Task to carry out.
Please report every line of the listing below that has the word "SocketAddr" in it.

--- START ---

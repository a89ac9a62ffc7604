//! Byte/IO layer (C1): binding listeners and the per-connection socket
//! abstraction, per `spec.md` §4.1.
//!
//! TLS termination is named in the contract (`tls_info`, scheme flips to
//! `https`) but construction of the acceptor itself is an external
//! collaborator per `spec.md` §1 "out of scope"; this module always
//! reports no TLS info, matching a plaintext-only deployment.

use std::io;
use std::net::SocketAddr;
use std::os::fd::{FromRawFd, RawFd};
use std::path::Path;
use std::pin::Pin;
use std::task::{Context, Poll};

use tokio::io::{AsyncRead, AsyncWrite, ReadBuf};
use tokio::net::{TcpListener, TcpStream, UnixListener, UnixStream};

use crate::ai::Address;

/// Where a connection was accepted from.
pub(crate) enum Listener {
    Tcp(TcpListener),
    Unix(UnixListener),
}

impl Listener {
    pub(crate) async fn bind_tcp(addr: SocketAddr) -> io::Result<Self> {
        Ok(Self::Tcp(TcpListener::bind(addr).await?))
    }

    pub(crate) fn bind_unix(path: impl AsRef<Path>) -> io::Result<Self> {
        let path = path.as_ref();
        let _ = std::fs::remove_file(path);
        Ok(Self::Unix(UnixListener::bind(path)?))
    }

    /// Adopts an already-open listening socket passed in by a process
    /// supervisor (`--fd`), per `spec.md` §6.
    ///
    /// # Safety
    /// `fd` must be a valid, open, listening TCP socket owned by the
    /// caller; ownership transfers to the returned `Listener`.
    pub(crate) unsafe fn from_inherited_fd(fd: RawFd) -> io::Result<Self> {
        let std_listener = unsafe { std::net::TcpListener::from_raw_fd(fd) };
        std_listener.set_nonblocking(true)?;
        Ok(Self::Tcp(TcpListener::from_std(std_listener)?))
    }

    pub(crate) fn local_addr(&self) -> io::Result<String> {
        match self {
            Self::Tcp(l) => Ok(l.local_addr()?.to_string()),
            Self::Unix(l) => Ok(l
                .local_addr()?
                .as_pathname()
                .map(|p| p.display().to_string())
                .unwrap_or_else(|| "<unix-unnamed>".to_string())),
        }
    }

    pub(crate) async fn accept(&self) -> io::Result<Socket> {
        match self {
            Self::Tcp(l) => {
                let (stream, peer) = l.accept().await?;
                stream.set_nodelay(true)?;
                let local = stream.local_addr()?;
                Ok(Socket {
                    io: SocketIo::Tcp(stream),
                    peer: (peer.ip().to_string(), peer.port()),
                    local: (local.ip().to_string(), local.port()),
                })
            }
            Self::Unix(l) => {
                let (stream, _addr) = l.accept().await?;
                Ok(Socket {
                    io: SocketIo::Unix(stream),
                    peer: ("".to_string(), 0),
                    local: ("".to_string(), 0),
                })
            }
        }
    }
}

enum SocketIo {
    Tcp(TcpStream),
    Unix(UnixStream),
}

/// One accepted connection's byte stream plus its addressing and TLS
/// metadata (`spec.md` §4.1).
pub(crate) struct Socket {
    io: SocketIo,
    peer: Address,
    local: Address,
}

impl Socket {
    pub(crate) fn peer(&self) -> Address {
        self.peer.clone()
    }

    pub(crate) fn local(&self) -> Address {
        self.local.clone()
    }

    /// Non-empty only behind a TLS acceptor; this build never terminates
    /// TLS itself, so this is always `None` and `scheme` stays `http`.
    pub(crate) fn tls_info(&self) -> Option<&'static str> {
        None
    }

    pub(crate) async fn shutdown(&mut self) -> io::Result<()> {
        use tokio::io::AsyncWriteExt;
        match &mut self.io {
            SocketIo::Tcp(s) => s.shutdown().await,
            SocketIo::Unix(s) => s.shutdown().await,
        }
    }
}

impl AsyncRead for Socket {
    fn poll_read(
        self: Pin<&mut Self>,
        cx: &mut Context<'_>,
        buf: &mut ReadBuf<'_>,
    ) -> Poll<io::Result<()>> {
        let this = self.get_mut();
        match &mut this.io {
            SocketIo::Tcp(s) => Pin::new(s).poll_read(cx, buf),
            SocketIo::Unix(s) => Pin::new(s).poll_read(cx, buf),
        }
    }
}

impl AsyncWrite for Socket {
    fn poll_write(
        self: Pin<&mut Self>,
        cx: &mut Context<'_>,
        buf: &[u8],
    ) -> Poll<io::Result<usize>> {
        let this = self.get_mut();
        match &mut this.io {
            SocketIo::Tcp(s) => Pin::new(s).poll_write(cx, buf),
            SocketIo::Unix(s) => Pin::new(s).poll_write(cx, buf),
        }
    }

    fn poll_flush(self: Pin<&mut Self>, cx: &mut Context<'_>) -> Poll<io::Result<()>> {
        let this = self.get_mut();
        match &mut this.io {
            SocketIo::Tcp(s) => Pin::new(s).poll_flush(cx),
            SocketIo::Unix(s) => Pin::new(s).poll_flush(cx),
        }
    }

    fn poll_shutdown(self: Pin<&mut Self>, cx: &mut Context<'_>) -> Poll<io::Result<()>> {
        let this = self.get_mut();
        match &mut this.io {
            SocketIo::Tcp(s) => Pin::new(s).poll_shutdown(cx),
            SocketIo::Unix(s) => Pin::new(s).poll_shutdown(cx),
        }
    }
}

--- END ---

Solution to this task.
use std::net::SocketAddr;
    pub(crate) async fn bind_tcp(addr: SocketAddr) -> io::Result<Self> {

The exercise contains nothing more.